(RECORDS FOR THE TASK)

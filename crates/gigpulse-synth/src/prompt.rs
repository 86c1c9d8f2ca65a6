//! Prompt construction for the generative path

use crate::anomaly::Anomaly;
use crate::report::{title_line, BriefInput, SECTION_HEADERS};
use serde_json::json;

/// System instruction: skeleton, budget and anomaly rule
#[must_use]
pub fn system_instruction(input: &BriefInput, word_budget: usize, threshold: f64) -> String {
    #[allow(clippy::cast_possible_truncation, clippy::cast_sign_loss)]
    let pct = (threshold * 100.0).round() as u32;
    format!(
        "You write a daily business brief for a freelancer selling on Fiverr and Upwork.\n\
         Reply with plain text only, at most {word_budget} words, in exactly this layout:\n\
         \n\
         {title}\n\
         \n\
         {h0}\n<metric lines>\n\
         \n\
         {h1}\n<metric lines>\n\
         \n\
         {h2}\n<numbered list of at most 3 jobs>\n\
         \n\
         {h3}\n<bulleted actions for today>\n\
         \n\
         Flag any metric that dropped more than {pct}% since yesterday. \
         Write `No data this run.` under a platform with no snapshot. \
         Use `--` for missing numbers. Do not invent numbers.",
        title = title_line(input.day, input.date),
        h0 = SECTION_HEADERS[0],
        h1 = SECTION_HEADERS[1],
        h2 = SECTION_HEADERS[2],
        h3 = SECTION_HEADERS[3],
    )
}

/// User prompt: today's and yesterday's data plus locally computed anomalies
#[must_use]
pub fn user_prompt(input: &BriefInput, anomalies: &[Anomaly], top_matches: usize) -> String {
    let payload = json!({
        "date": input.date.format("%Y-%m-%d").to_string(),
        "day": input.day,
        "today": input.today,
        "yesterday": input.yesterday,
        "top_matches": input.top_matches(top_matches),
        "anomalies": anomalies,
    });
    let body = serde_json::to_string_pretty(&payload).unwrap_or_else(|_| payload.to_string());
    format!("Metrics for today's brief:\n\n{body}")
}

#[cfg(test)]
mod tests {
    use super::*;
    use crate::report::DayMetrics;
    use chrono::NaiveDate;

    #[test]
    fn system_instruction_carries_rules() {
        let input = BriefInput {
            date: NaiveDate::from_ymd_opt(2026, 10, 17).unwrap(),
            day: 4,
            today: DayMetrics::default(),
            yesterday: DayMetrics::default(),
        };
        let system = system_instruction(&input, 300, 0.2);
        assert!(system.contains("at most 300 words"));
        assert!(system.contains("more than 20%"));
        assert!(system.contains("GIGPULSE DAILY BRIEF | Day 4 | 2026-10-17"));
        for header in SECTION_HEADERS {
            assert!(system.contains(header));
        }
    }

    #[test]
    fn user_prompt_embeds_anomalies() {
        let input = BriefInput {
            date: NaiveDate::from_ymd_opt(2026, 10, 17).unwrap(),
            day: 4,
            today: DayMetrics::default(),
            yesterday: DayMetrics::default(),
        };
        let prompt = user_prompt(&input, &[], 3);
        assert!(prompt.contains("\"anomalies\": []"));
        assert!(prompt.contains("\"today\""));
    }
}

(End RECORDS FOR THE TASK)

§ PROBLEM STATEMENT:
The lines above are to be retyped exactly, with none omitted.

§ ANSWER SECTION:
filename crates/gigpulse-synth/src/prompt.rs
repository 86c1c9d8f2ca65a6
//! Prompt construction for the generative path

use crate::anomaly::Anomaly;
use crate::report::{title_line, BriefInput, SECTION_HEADERS};
use serde_json::json;

/// System instruction: skeleton, budget and anomaly rule
#[must_use]
pub fn system_instruction(input: &BriefInput, word_budget: usize, threshold: f64) -> String {
    #[allow(clippy::cast_possible_truncation, clippy::cast_sign_loss)]
    let pct = (threshold * 100.0).round() as u32;
    format!(
        "You write a daily business brief for a freelancer selling on Fiverr and Upwork.\n\
         Reply with plain text only, at most {word_budget} words, in exactly this layout:\n\
         \n\
         {title}\n\
         \n\
         {h0}\n<metric lines>\n\
         \n\
         {h1}\n<metric lines>\n\
         \n\
         {h2}\n<numbered list of at most 3 jobs>\n\
         \n\
         {h3}\n<bulleted actions for today>\n\
         \n\
         Flag any metric that dropped more than {pct}% since yesterday. \
         Write `No data this run.` under a platform with no snapshot. \
         Use `--` for missing numbers. Do not invent numbers.",
        title = title_line(input.day, input.date),
        h0 = SECTION_HEADERS[0],
        h1 = SECTION_HEADERS[1],
        h2 = SECTION_HEADERS[2],
        h3 = SECTION_HEADERS[3],
    )
}

/// User prompt: today's and yesterday's data plus locally computed anomalies
#[must_use]
pub fn user_prompt(input: &BriefInput, anomalies: &[Anomaly], top_matches: usize) -> String {
    let payload = json!({
        "date": input.date.format("%Y-%m-%d").to_string(),
        "day": input.day,
        "today": input.today,
        "yesterday": input.yesterday,
        "top_matches": input.top_matches(top_matches),
        "anomalies": anomalies,
    });
    let body = serde_json::to_string_pretty(&payload).unwrap_or_else(|_| payload.to_string());
    format!("Metrics for today's brief:\n\n{body}")
}

#[cfg(test)]
mod tests {
    use super::*;
    use crate::report::DayMetrics;
    use chrono::NaiveDate;

    #[test]
    fn system_instruction_carries_rules() {
        let input = BriefInput {
            date: NaiveDate::from_ymd_opt(2026, 10, 17).unwrap(),
            day: 4,
            today: DayMetrics::default(),
            yesterday: DayMetrics::default(),
        };
        let system = system_instruction(&input, 300, 0.2);
        assert!(system.contains("at most 300 words"));
        assert!(system.contains("more than 20%"));
        assert!(system.contains("GIGPULSE DAILY BRIEF | Day 4 | 2026-10-17"));
        for header in SECTION_HEADERS {
            assert!(system.contains(header));
        }
    }

    #[test]
    fn user_prompt_embeds_anomalies() {
        let input = BriefInput {
            date: NaiveDate::from_ymd_opt(2026, 10, 17).unwrap(),
            day: 4,
            today: DayMetrics::default(),
            yesterday: DayMetrics::default(),
        };
        let prompt = user_prompt(&input, &[], 3);
        assert!(prompt.contains("\"anomalies\": []"));
        assert!(prompt.contains("\"today\""));
    }
}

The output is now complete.